(Dataset entries)
//! `NetworkPolicy` manifest parsing.
//!
//! Mirrors the subset of `networking.k8s.io/v1` `NetworkPolicy` that
//! compatibility checking reads, and converts it into a [`Policy`].
//! `matchExpressions`, `ipBlock` and `endPort` are accepted but not
//! interpreted.

use serde::{Deserialize, Serialize};
use tracing::debug;

use crate::error::{Error, Result};
use crate::model::{Direction, LabelMap, Peer, Policy, PortConstraint, PortSpec, Protocol, Rule};

const KIND: &str = "NetworkPolicy";

/// Encoding of a policy document.
#[derive(Debug, Clone, Copy, PartialEq, Eq)]
pub enum DocumentFormat {
    Yaml,
    Json,
}

impl DocumentFormat {
    /// Picks the format from a locator's extension: `.json` is JSON,
    /// anything else YAML.
    pub fn from_locator(locator: &str) -> Self {
        let is_json = std::path::Path::new(locator)
            .extension()
            .is_some_and(|ext| ext.eq_ignore_ascii_case("json"));
        if is_json { Self::Json } else { Self::Yaml }
    }
}

// ============================================================================
// Manifest shape
// ============================================================================

#[derive(Debug, Clone, Default, Serialize, Deserialize)]
#[serde(rename_all = "camelCase")]
pub struct NetworkPolicyManifest {
    #[serde(default)]
    pub api_version: Option<String>,
    #[serde(default)]
    pub kind: Option<String>,
    #[serde(default)]
    pub metadata: ObjectMeta,
    #[serde(default)]
    pub spec: NetworkPolicySpec,
}

#[derive(Debug, Clone, Default, Serialize, Deserialize)]
pub struct ObjectMeta {
    #[serde(default)]
    pub name: Option<String>,
    #[serde(default)]
    pub namespace: Option<String>,
}

#[derive(Debug, Clone, Default, Serialize, Deserialize)]
#[serde(rename_all = "camelCase")]
pub struct NetworkPolicySpec {
    #[serde(default)]
    pub pod_selector: Option<LabelSelector>,
    #[serde(default)]
    pub ingress: Option<Vec<IngressRuleManifest>>,
    #[serde(default)]
    pub egress: Option<Vec<EgressRuleManifest>>,
    #[serde(default)]
    pub policy_types: Option<Vec<String>>,
}

#[derive(Debug, Clone, Default, Serialize, Deserialize)]
#[serde(rename_all = "camelCase")]
pub struct LabelSelector {
    #[serde(default)]
    pub match_labels: Option<LabelMap>,
    #[serde(default)]
    pub match_expressions: Option<Vec<LabelSelectorRequirement>>,
}

#[derive(Debug, Clone, Serialize, Deserialize)]
pub struct LabelSelectorRequirement {
    pub key: String,
    pub operator: String,
    #[serde(default)]
    pub values: Option<Vec<String>>,
}

#[derive(Debug, Clone, Default, Serialize, Deserialize)]
pub struct IngressRuleManifest {
    #[serde(default)]
    pub from: Option<Vec<PeerManifest>>,
    #[serde(default)]
    pub ports: Option<Vec<PortManifest>>,
}

#[derive(Debug, Clone, Default, Serialize, Deserialize)]
pub struct EgressRuleManifest {
    #[serde(default)]
    pub to: Option<Vec<PeerManifest>>,
    #[serde(default)]
    pub ports: Option<Vec<PortManifest>>,
}

#[derive(Debug, Clone, Default, Serialize, Deserialize)]
#[serde(rename_all = "camelCase")]
pub struct PeerManifest {
    #[serde(default)]
    pub pod_selector: Option<LabelSelector>,
    #[serde(default)]
    pub namespace_selector: Option<LabelSelector>,
    #[serde(default)]
    pub ip_block: Option<IpBlock>,
}

#[derive(Debug, Clone, Serialize, Deserialize)]
pub struct IpBlock {
    pub cidr: String,
    #[serde(default)]
    pub except: Option<Vec<String>>,
}

#[derive(Debug, Clone, Default, Serialize, Deserialize)]
#[serde(rename_all = "camelCase")]
pub struct PortManifest {
    #[serde(default)]
    pub protocol: Option<String>,
    #[serde(default)]
    pub port: Option<IntOrString>,
    #[serde(default)]
    pub end_port: Option<i32>,
}

/// Kubernetes `IntOrString`.
#[derive(Debug, Clone, PartialEq, Eq, Serialize, Deserialize)]
#[serde(untagged)]
pub enum IntOrString {
    Int(i64),
    String(String),
}

impl IntOrString {
    fn into_port_spec(self) -> PortSpec {
        match self {
            Self::Int(port) => PortSpec::new(port.to_string()),
            Self::String(name) => PortSpec::new(name),
        }
    }
}

// ============================================================================
// Parsing
// ============================================================================

/// Parses a manifest without converting it.
pub fn parse_manifest(
    text: &str,
    format: DocumentFormat,
    locator: &str,
) -> Result<NetworkPolicyManifest> {
    match format {
        DocumentFormat::Yaml => serde_yaml::from_str(text).map_err(|e| Error::malformed(locator, e)),
        DocumentFormat::Json => serde_json::from_str(text).map_err(|e| Error::malformed(locator, e)),
    }
}

/// Parses a manifest and converts it into a [`Policy`].
pub fn parse_policy(text: &str, format: DocumentFormat, locator: &str) -> Result<Policy> {
    parse_manifest(text, format, locator)?.into_policy(locator)
}

impl NetworkPolicyManifest {
    /// Converts the manifest into a [`Policy`].
    ///
    /// `locator` names the policy when `metadata.name` is absent and is used
    /// in error messages.
    pub fn into_policy(self, locator: &str) -> Result<Policy> {
        if let Some(kind) = self.kind.as_deref().filter(|kind| *kind != KIND) {
            return Err(Error::malformed(
                locator,
                format!("expected kind {KIND}, found {kind}"),
            ));
        }

        let name = self.metadata.name.unwrap_or_else(|| locator.to_string());
        let spec = self.spec;

        let policy_types = spec
            .policy_types
            .unwrap_or_default()
            .iter()
            .map(|t| parse_policy_type(t, locator))
            .collect::<Result<Vec<_>>>()?;

        let ingress = spec
            .ingress
            .unwrap_or_default()
            .into_iter()
            .map(|rule| {
                convert_rule(
                    Direction::Ingress,
                    rule.from.unwrap_or_default(),
                    rule.ports.unwrap_or_default(),
                    locator,
                )
            })
            .collect::<Result<Vec<_>>>()?;

        let egress = spec
            .egress
            .unwrap_or_default()
            .into_iter()
            .map(|rule| {
                convert_rule(
                    Direction::Egress,
                    rule.to.unwrap_or_default(),
                    rule.ports.unwrap_or_default(),
                    locator,
                )
            })
            .collect::<Result<Vec<_>>>()?;

        Ok(Policy {
            name,
            namespace: self.metadata.namespace,
            pod_selector: spec.pod_selector.map(selector_labels).unwrap_or_default(),
            ingress,
            egress,
            policy_types,
        })
    }
}

fn parse_policy_type(value: &str, locator: &str) -> Result<Direction> {
    match value {
        "Ingress" => Ok(Direction::Ingress),
        "Egress" => Ok(Direction::Egress),
        other => Err(Error::malformed(
            locator,
            format!("unknown policy type '{other}'"),
        )),
    }
}

fn convert_rule(
    direction: Direction,
    peers: Vec<PeerManifest>,
    ports: Vec<PortManifest>,
    locator: &str,
) -> Result<Rule> {
    let peers = peers
        .into_iter()
        .map(|peer| Peer {
            pod_selector: peer.pod_selector.map(selector_labels),
            namespace_selector: peer.namespace_selector.map(selector_labels),
        })
        .collect();

    let mut constraints = Vec::with_capacity(ports.len());
    for port in ports {
        let protocol = match port.protocol.as_deref() {
            None => Protocol::default(),
            Some(name) => name.parse().map_err(|e| Error::malformed(locator, e))?,
        };
        match port.port {
            Some(spec) => constraints.push(PortConstraint {
                protocol,
                port: spec.into_port_spec(),
            }),
            None => debug!(
                locator,
                %protocol,
                "skipping port entry without a port number"
            ),
        }
    }

    Ok(Rule {
        direction,
        peers,
        ports: constraints,
    })
}

fn selector_labels(selector: LabelSelector) -> LabelMap {
    if selector
        .match_expressions
        .as_ref()
        .is_some_and(|exprs| !exprs.is_empty())
    {
        debug!("ignoring matchExpressions; only matchLabels are compared");
    }
    selector.match_labels.unwrap_or_default()
}

#[cfg(test)]
mod tests {
    use super::*;
    use crate::model::label_map;

    const SERVICE_INGRESS: &str = r"
apiVersion: networking.k8s.io/v1
kind: NetworkPolicy
metadata:
  name: service-ingress
  namespace: default
spec:
  podSelector:
    matchLabels:
      app: nginx
  policyTypes:
    - Ingress
  ingress:
    - from:
        - podSelector:
            matchLabels:
              pod: a
        - namespaceSelector:
            matchLabels:
              ingress-ns: ingress-ns-nginx
          podSelector:
            matchLabels:
              role: frontend
      ports:
        - protocol: TCP
          port: 80
";

    #[test]
    fn parses_yaml_policy() {
        let policy = parse_policy(SERVICE_INGRESS, DocumentFormat::Yaml, "service-ingress.yaml")
            .unwrap();

        assert_eq!(policy.name, "service-ingress");
        assert_eq!(policy.namespace.as_deref(), Some("default"));
        assert_eq!(policy.pod_selector, label_map([("app", "nginx")]));
        assert_eq!(policy.policy_types, vec![Direction::Ingress]);
        assert_eq!(policy.ingress.len(), 1);
        assert!(policy.egress.is_empty());

        let rule = &policy.ingress[0];
        assert_eq!(rule.direction, Direction::Ingress);
        assert_eq!(rule.peers.len(), 2);
        assert_eq!(rule.peers[0].pod_selector, Some(label_map([("pod", "a")])));
        assert_eq!(rule.peers[0].namespace_selector, None);
        assert_eq!(
            rule.peers[1].namespace_selector,
            Some(label_map([("ingress-ns", "ingress-ns-nginx")]))
        );
        assert_eq!(rule.ports, vec![PortConstraint::new(Protocol::Tcp, 80)]);
    }

    #[test]
    fn parses_json_policy() {
        let json = r#"{
            "kind": "NetworkPolicy",
            "metadata": {"name": "egress"},
            "spec": {
                "podSelector": {"matchLabels": {"pod": "a"}},
                "egress": [{
                    "to": [{"podSelector": {"matchLabels": {"app": "nginx"}}}],
                    "ports": [{"protocol": "UDP", "port": 53}, {"port": "dns-tcp"}]
                }]
            }
        }"#;

        let policy = parse_policy(json, DocumentFormat::Json, "egress.json").unwrap();

        assert_eq!(
            policy.egress[0].ports,
            vec![
                PortConstraint::new(Protocol::Udp, 53),
                PortConstraint::new(Protocol::Tcp, "dns-tcp"),
            ]
        );
        assert!(policy.has_egress_policy());
    }

    #[test]
    fn empty_pod_selector_selects_all_pods() {
        let policy = parse_policy(
            "kind: NetworkPolicy\nmetadata: {name: all}\nspec:\n  podSelector: {}\n",
            DocumentFormat::Yaml,
            "all.yaml",
        )
        .unwrap();
        assert!(policy.pod_selector.is_empty());
    }

    #[test]
    fn empty_peer_selector_is_present_but_empty() {
        let policy = parse_policy(
            "spec:\n  ingress:\n    - from:\n        - podSelector: {}\n",
            DocumentFormat::Yaml,
            "p.yaml",
        )
        .unwrap();

        assert_eq!(policy.name, "p.yaml");
        assert_eq!(policy.ingress[0].peers[0].pod_selector, Some(LabelMap::new()));
    }

    #[test]
    fn ip_block_peer_has_no_selectors() {
        let policy = parse_policy(
            "spec:\n  egress:\n    - to:\n        - ipBlock:\n            cidr: 10.0.0.0/8\n",
            DocumentFormat::Yaml,
            "p.yaml",
        )
        .unwrap();

        assert_eq!(policy.egress[0].peers, vec![Peer::default()]);
    }

    #[test]
    fn port_without_number_is_skipped() {
        let policy = parse_policy(
            "spec:\n  ingress:\n    - ports:\n        - protocol: UDP\n",
            DocumentFormat::Yaml,
            "p.yaml",
        )
        .unwrap();

        assert!(policy.ingress[0].ports.is_empty());
    }

    #[test]
    fn wrong_kind_is_malformed() {
        let err = parse_policy("kind: Deployment\n", DocumentFormat::Yaml, "d.yaml").unwrap_err();
        assert!(matches!(err, Error::MalformedDocument { .. }));
        assert!(err.to_string().contains("Deployment"));
    }

    #[test]
    fn unknown_protocol_is_malformed() {
        let err = parse_policy(
            "spec:\n  ingress:\n    - ports:\n        - protocol: ICMP\n          port: 1\n",
            DocumentFormat::Yaml,
            "p.yaml",
        )
        .unwrap_err();
        assert!(matches!(err, Error::MalformedDocument { .. }));
    }

    #[test]
    fn unknown_policy_type_is_malformed() {
        let err = parse_policy(
            "spec:\n  policyTypes: [Sideways]\n",
            DocumentFormat::Yaml,
            "p.yaml",
        )
        .unwrap_err();
        assert!(err.to_string().contains("Sideways"));
    }

    #[test]
    fn invalid_yaml_is_malformed() {
        let err = parse_policy("spec: [unclosed", DocumentFormat::Yaml, "p.yaml").unwrap_err();
        assert!(matches!(err, Error::MalformedDocument { locator, .. } if locator == "p.yaml"));
    }

    #[test]
    fn format_from_locator() {
        assert_eq!(DocumentFormat::from_locator("a/b.json"), DocumentFormat::Json);
        assert_eq!(DocumentFormat::from_locator("a/b.JSON"), DocumentFormat::Json);
        assert_eq!(DocumentFormat::from_locator("a/b.yaml"), DocumentFormat::Yaml);
        assert_eq!(DocumentFormat::from_locator("policy"), DocumentFormat::Yaml);
    }
}
//! Semantic color palette for terminal output.

use owo_colors::{OwoColorize, Style};

fn success_style() -> Style {
    Style::new().green().bold()
}

fn error_style() -> Style {
    Style::new().red().bold()
}

fn warning_style() -> Style {
    Style::new().yellow()
}

fn muted_style() -> Style {
    Style::new().dimmed()
}

fn header_style() -> Style {
    Style::new().bold()
}

fn code_style() -> Style {
    Style::new().blue()
}

/// Applies a semantic style unless colors are disabled.
pub trait SemanticStyle: Sized {
    /// Green bold, for compatible verdicts.
    fn success(&self) -> String;
    /// Red bold, for breaking verdicts and errors.
    fn error(&self) -> String;
    fn warning(&self) -> String;
    fn muted(&self) -> String;
    fn header(&self) -> String;
    /// Blue, for locators and paths.
    fn code(&self) -> String;
}

fn styled<T: std::fmt::Display>(value: &T, style: Style) -> String {
    if super::no_color() {
        value.to_string()
    } else {
        value.style(style).to_string()
    }
}

impl<T: std::fmt::Display> SemanticStyle for T {
    fn success(&self) -> String {
        styled(self, success_style())
    }

    fn error(&self) -> String {
        styled(self, error_style())
    }

    fn warning(&self) -> String {
        styled(self, warning_style())
    }

    fn muted(&self) -> String {
        styled(self, muted_style())
    }

    fn header(&self) -> String {
        styled(self, header_style())
    }

    fn code(&self) -> String {
        styled(self, code_style())
    }
}
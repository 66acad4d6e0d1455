//! Error types.

use thiserror::Error;

/// Errors raised while obtaining policies.
///
/// Evaluation itself never fails; these come from the loading side and are
/// returned as values so one bad document does not stop a batch.
#[derive(Debug, Error)]
pub enum Error {
    /// The locator does not resolve to a document.
    #[error("policy not found: {locator}")]
    NotFound { locator: String },

    /// The document exists but cannot be read as a `NetworkPolicy`.
    #[error("malformed policy document {locator}: {reason}")]
    MalformedDocument { locator: String, reason: String },

    /// The document could not be read.
    #[error("failed to read policy {locator}: {source}")]
    Io {
        locator: String,
        #[source]
        source: std::io::Error,
    },

    /// A selector cannot be reduced to exact-match labels. Reserved; not
    /// raised by the current extractors.
    #[error("ambiguous selector: {reason}")]
    AmbiguousSelector { reason: String },
}

impl Error {
    pub(crate) fn malformed(locator: &str, reason: impl ToString) -> Self {
        Self::MalformedDocument {
            locator: locator.to_string(),
            reason: reason.to_string(),
        }
    }
}

/// Result type for policy loading.
pub type Result<T> = std::result::Result<T, Error>;
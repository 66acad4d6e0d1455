//! netpol-compat CLI.
//!
//! Checks whether rolling out an egress NetworkPolicy would drop traffic
//! that an existing ingress NetworkPolicy expects to accept.
//!
//! # Quick Start
//!
//! ```bash
//! # One pair, resolved against ./policies
//! netpol-compat check service-ingress.yaml break-nginx-egress.yaml
//!
//! # Every pair listed in netpol-compat.toml plus one more
//! netpol-compat batch --pair service-ingress.yaml=ok-nginx-egress.yaml
//!
//! # What the tool sees in a manifest
//! netpol-compat inspect service-ingress.yaml
//! ```

mod commands;
mod style;

use std::path::PathBuf;
use std::process::ExitCode;

use anyhow::Result;
use clap::{Parser, Subcommand, ValueEnum};
use netpol_compat::{NamespaceSelectorMode, PeerMatching, PolicyPair};
use tracing::level_filters::LevelFilter;
use tracing_subscriber::EnvFilter;

/// netpol-compat - find NetworkPolicy rollouts that would break traffic.
#[derive(Parser)]
#[command(name = "netpol-compat")]
#[command(author, version, long_about = None)]
#[command(propagate_version = true)]
struct Cli {
    /// Disable colored output.
    #[arg(long, global = true)]
    no_color: bool,

    #[command(subcommand)]
    command: Commands,
}

#[derive(Subcommand)]
enum Commands {
    /// Show version information.
    Version,

    /// Check one ingress policy against one egress policy.
    Check {
        /// Locator of the policy whose ingress rules must keep working.
        ingress: String,

        /// Locator of the policy whose egress rules are being rolled out.
        egress: String,

        #[command(flatten)]
        target: TargetArgs,

        /// Print the report as JSON.
        #[arg(long)]
        json: bool,

        /// How peer selectors are compared with the other policy's subject.
        #[arg(long, value_enum)]
        peer_matching: Option<PeerMatchingArg>,
    },

    /// Check many policy pairs.
    Batch {
        /// Pair to check, repeatable.
        #[arg(long = "pair", value_name = "INGRESS=EGRESS")]
        pairs: Vec<PolicyPair>,

        #[command(flatten)]
        target: TargetArgs,

        /// Print the reports as JSON.
        #[arg(long)]
        json: bool,

        /// Evaluate pairs one at a time.
        #[arg(long)]
        sequential: bool,

        /// How peer selectors are compared with the other policy's subject.
        #[arg(long, value_enum)]
        peer_matching: Option<PeerMatchingArg>,
    },

    /// Show the selectors and ports extracted from a policy.
    Inspect {
        /// Policy locator.
        policy: String,

        #[command(flatten)]
        target: TargetArgs,

        /// Print the summary as JSON.
        #[arg(long)]
        json: bool,

        /// How namespace-selector labels are read from ingress peers.
        #[arg(long, value_enum)]
        namespace_selectors: Option<NamespaceSelectorArg>,
    },

    /// Configuration commands.
    #[command(subcommand)]
    Config(ConfigCommands),
}

#[derive(Subcommand)]
enum ConfigCommands {
    /// Show the merged configuration.
    Show {
        /// Project directory.
        #[arg(short, long, default_value = ".")]
        project: PathBuf,

        /// Output format.
        #[arg(short, long, value_enum, default_value = "text")]
        format: ConfigFormat,
    },
}

/// Where policies and configuration are read from.
#[derive(clap::Args)]
struct TargetArgs {
    /// Directory policy locators resolve against (overrides `[policies] dir`).
    #[arg(short, long)]
    dir: Option<PathBuf>,

    /// Project directory holding netpol-compat.toml.
    #[arg(short, long, default_value = ".")]
    project: PathBuf,
}

#[derive(Clone, Copy, ValueEnum)]
enum PeerMatchingArg {
    PerPeer,
    Merged,
}

impl From<PeerMatchingArg> for PeerMatching {
    fn from(arg: PeerMatchingArg) -> Self {
        match arg {
            PeerMatchingArg::PerPeer => Self::PerPeer,
            PeerMatchingArg::Merged => Self::Merged,
        }
    }
}

#[derive(Clone, Copy, ValueEnum)]
enum NamespaceSelectorArg {
    Corrected,
    Literal,
}

impl From<NamespaceSelectorArg> for NamespaceSelectorMode {
    fn from(arg: NamespaceSelectorArg) -> Self {
        match arg {
            NamespaceSelectorArg::Corrected => Self::Corrected,
            NamespaceSelectorArg::Literal => Self::Literal,
        }
    }
}

#[derive(Clone, Copy, ValueEnum)]
enum ConfigFormat {
    Text,
    Json,
    Toml,
}

fn main() -> ExitCode {
    // Logs go to stderr so stdout stays parseable
    tracing_subscriber::fmt()
        .with_writer(std::io::stderr)
        .with_env_filter(
            EnvFilter::builder()
                .with_default_directive(LevelFilter::WARN.into())
                .from_env_lossy(),
        )
        .init();

    let cli = Cli::parse();
    style::set_no_color(cli.no_color || std::env::var_os("NO_COLOR").is_some());

    match run(cli.command) {
        Ok(code) => code,
        Err(err) => {
            style::print_error(&format!("{err:#}"));
            ExitCode::from(commands::EXIT_LOAD_ERROR)
        }
    }
}

fn run(command: Commands) -> Result<ExitCode> {
    match command {
        Commands::Version => {
            commands::version::run();
            Ok(ExitCode::SUCCESS)
        }
        Commands::Check {
            ingress,
            egress,
            target,
            json,
            peer_matching,
        } => commands::check::run(
            &target.project,
            target.dir.as_deref(),
            &PolicyPair::new(ingress, egress),
            json,
            peer_matching.map(Into::into),
        ),
        Commands::Batch {
            pairs,
            target,
            json,
            sequential,
            peer_matching,
        } => commands::batch::run(
            &target.project,
            target.dir.as_deref(),
            pairs,
            json,
            sequential,
            peer_matching.map(Into::into),
        ),
        Commands::Inspect {
            policy,
            target,
            json,
            namespace_selectors,
        } => commands::inspect::run(
            &target.project,
            target.dir.as_deref(),
            &policy,
            json,
            namespace_selectors.map(Into::into),
        ),
        Commands::Config(cmd) => match cmd {
            ConfigCommands::Show { project, format } => {
                commands::config::show(&project, format)?;
                Ok(ExitCode::SUCCESS)
            }
        },
    }
}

• _DESCRIPTION OF THE TASK_: Where the data above reaches the line holding "Style::new().dimmed()", begin printing, and stop after the line holding "for compatible verdicts.". Each line must be reproduced exactly, with nothing else added.

• _EXERCISE SOLUTION_:
    Style::new().dimmed()
}

fn header_style() -> Style {
    Style::new().bold()
}

fn code_style() -> Style {
    Style::new().blue()
}

/// Applies a semantic style unless colors are disabled.
pub trait SemanticStyle: Sized {
    /// Green bold, for compatible verdicts.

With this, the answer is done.